▽

use std::env;
use std::time::Duration;

use anyhow::{Context, Result};
use async_trait::async_trait;
use futures::future::LocalBoxFuture;
use kontext_contracts::ImageRecord;
use reqwest::multipart::{Form as MultipartForm, Part as MultipartPart};
use reqwest::{Client as HttpClient, Response as HttpResponse, Url};
use serde_json::{json, Value};

use crate::assets::{AssetLoader, AssetStatus};
use crate::error::{truncate_text, GatewayError, TransportError, ValidationError};
use crate::gateway::{GenerationRequest, RemoteGateway, UploadFile};

pub const DEFAULT_API_BASE: &str = "http://localhost:3000/api";
pub const DEFAULT_TIMEOUT_SECS: u64 = 120;

const GENERATE_ENDPOINT: &str = "generate";
const ENHANCE_ENDPOINT: &str = "enhance-prompt";
const HISTORY_ENDPOINT: &str = "history";
const UPLOAD_ENDPOINT: &str = "upload";

#[derive(Debug, Clone, PartialEq, Eq)]
pub struct GatewayConfig {
    pub api_base: String,
    pub timeout: Duration,
}

impl Default for GatewayConfig {
    fn default() -> Self {
        Self {
            api_base: DEFAULT_API_BASE.to_string(),
            timeout: Duration::from_secs(DEFAULT_TIMEOUT_SECS),
        }
    }
}

impl GatewayConfig {
    /// `KONTEXT_API_BASE` and `KONTEXT_HTTP_TIMEOUT_SECS`, falling back to defaults.
    pub fn from_env() -> Self {
        let mut config = Self::default();
        if let Some(base) = non_empty_env("KONTEXT_API_BASE") {
            config.api_base = base;
        }
        if let Some(secs) =
            non_empty_env("KONTEXT_HTTP_TIMEOUT_SECS").and_then(|raw| raw.parse::<u64>().ok())
        {
            config.timeout = Duration::from_secs(secs.max(1));
        }
        config
    }

    pub fn with_api_base(mut self, api_base: impl Into<String>) -> Self {
        let api_base = api_base.into();
        if !api_base.trim().is_empty() {
            self.api_base = api_base.trim().to_string();
        }
        self
    }

    pub fn endpoint(&self, path: &str) -> String {
        format!(
            "{}/{}",
            self.api_base.trim_end_matches('/'),
            path.trim_start_matches('/')
        )
    }

    /// `history/<id>` with the id percent-encoded as a single path segment.
    pub fn record_endpoint(&self, id: &str) -> Result<Url, TransportError> {
        let mut url = Url::parse(&self.endpoint(HISTORY_ENDPOINT)).map_err(|err| {
            TransportError::payload(HISTORY_ENDPOINT, format!("invalid api base: {err}"))
        })?;
        url.path_segments_mut()
            .map_err(|()| TransportError::payload(HISTORY_ENDPOINT, "api base cannot hold a path"))?
            .push(id);
        Ok(url)
    }
}

/// [`RemoteGateway`] over the JSON API served next to the web app.
#[derive(Debug, Clone)]
pub struct HttpGateway {
    config: GatewayConfig,
    http: HttpClient,
}

impl HttpGateway {
    pub fn new(config: GatewayConfig) -> Result<Self> {
        let http = HttpClient::builder()
            .timeout(config.timeout)
            .build()
            .context("failed building HTTP client")?;
        Ok(Self { config, http })
    }

    pub fn config(&self) -> &GatewayConfig {
        &self.config
    }

    pub fn asset_probe(&self) -> HttpAssetProbe {
        HttpAssetProbe {
            http: self.http.clone(),
        }
    }

    async fn send(
        &self,
        endpoint: &str,
        request: reqwest::RequestBuilder,
    ) -> Result<Value, TransportError> {
        let response = request
            .send()
            .await
            .map_err(|source| TransportError::Network {
                endpoint: endpoint.to_string(),
                source,
            })?;
        response_json_or_error(endpoint, response).await
    }
}

#[async_trait(?Send)]
impl RemoteGateway for HttpGateway {
    async fn submit_generation(
        &self,
        request: &GenerationRequest,
    ) -> Result<Vec<ImageRecord>, TransportError> {
        let payload = self
            .send(
                GENERATE_ENDPOINT,
                self.http
                    .post(self.config.endpoint(GENERATE_ENDPOINT))
                    .json(request),
            )
            .await?;
        records_field(GENERATE_ENDPOINT, &payload, "images")
    }

    async fn enhance_prompt(
        &self,
        prompt: &str,
        reference_url: Option<&str>,
    ) -> Result<String, TransportError> {
        let mut body = json!({ "prompt": prompt });
        if let Some(url) = reference_url {
            body["image_url"] = Value::String(url.to_string());
        }
        let payload = self
            .send(
                ENHANCE_ENDPOINT,
                self.http
                    .post(self.config.endpoint(ENHANCE_ENDPOINT))
                    .json(&body),
            )
            .await?;
        payload
            .get("enhancedPrompt")
            .and_then(Value::as_str)
            .map(str::trim)
            .filter(|value| !value.is_empty())
            .map(str::to_string)
            .ok_or_else(|| TransportError::payload(ENHANCE_ENDPOINT, "missing enhancedPrompt"))
    }

    async fn fetch_history(&self) -> Result<Vec<ImageRecord>, TransportError> {
        let payload = self
            .send(
                HISTORY_ENDPOINT,
                self.http.get(self.config.endpoint(HISTORY_ENDPOINT)),
            )
            .await?;
        records_field(HISTORY_ENDPOINT, &payload, "images")
    }

    async fn submit_upload(&self, file: &UploadFile) -> Result<String, GatewayError> {
        if !file.is_image() {
            return Err(ValidationError::NotAnImage {
                mime_type: file.mime_type.clone(),
            }
            .into());
        }
        let part = MultipartPart::bytes(file.bytes.clone())
            .file_name(file.name.clone())
            .mime_str(&file.mime_type)
            .map_err(|source| TransportError::Network {
                endpoint: UPLOAD_ENDPOINT.to_string(),
                source,
            })?;
        let form = MultipartForm::new().part("file", part);
        let payload = self
            .send(
                UPLOAD_ENDPOINT,
                self.http
                    .post(self.config.endpoint(UPLOAD_ENDPOINT))
                    .multipart(form),
            )
            .await?;
        let url = payload
            .get("url")
            .and_then(Value::as_str)
            .map(str::trim)
            .filter(|value| !value.is_empty())
            .ok_or_else(|| TransportError::payload(UPLOAD_ENDPOINT, "missing url"))?;
        Ok(url.to_string())
    }

    async fn delete_record(&self, id: &str) -> Result<bool, TransportError> {
        let url = self.config.record_endpoint(id)?;
        let payload = self.send(HISTORY_ENDPOINT, self.http.delete(url)).await?;
        Ok(payload
            .get("success")
            .and_then(Value::as_bool)
            .unwrap_or(true))
    }
}

/// Resolves once a card's thumbnail can be fetched.
#[derive(Debug, Clone)]
pub struct HttpAssetProbe {
    http: HttpClient,
}

impl AssetLoader for HttpAssetProbe {
    fn ready(&self, record: &ImageRecord) -> LocalBoxFuture<'static, AssetStatus> {
        let http = self.http.clone();
        let url = record.thumbnail().to_string();
        Box::pin(async move {
            if url.is_empty() || url.starts_with("data:") {
                return AssetStatus::Loaded;
            }
            match http.get(&url).send().await {
                Ok(response) if response.status().is_success() => AssetStatus::Loaded,
                _ => AssetStatus::Failed,
            }
        })
    }
}

async fn response_json_or_error(
    endpoint: &str,
    response: HttpResponse,
) -> Result<Value, TransportError> {
    let status = response.status();
    let code = status.as_u16();
    let body = response
        .text()
        .await
        .map_err(|source| TransportError::Network {
            endpoint: endpoint.to_string(),
            source,
        })?;
    if !status.is_success() {
        return Err(TransportError::status(
            endpoint,
            code,
            truncate_text(&body, 512),
        ));
    }
    serde_json::from_str(&body).map_err(|err| {
        TransportError::payload(endpoint, format!("invalid JSON payload: {err}"))
    })
}

fn records_field(endpoint: &str, payload: &Value, key: &str) -> Result<Vec<ImageRecord>, TransportError> {
    match payload.get(key) {
        None | Some(Value::Null) => Ok(Vec::new()),
        Some(rows) => serde_json::from_value(rows.clone())
            .map_err(|err| TransportError::payload(endpoint, format!("invalid {key}: {err}"))),
    }
}

fn non_empty_env(key: &str) -> Option<String> {
    env::var(key)
        .ok()
        .map(|value| value.trim().to_string())
        .filter(|value| !value.is_empty())
}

△

Problem to solve: Wherever the string "HttpGateway" appears in the data above, copy the line it sits in.

Expected output:
pub struct HttpGateway {
impl HttpGateway {
impl RemoteGateway for HttpGateway {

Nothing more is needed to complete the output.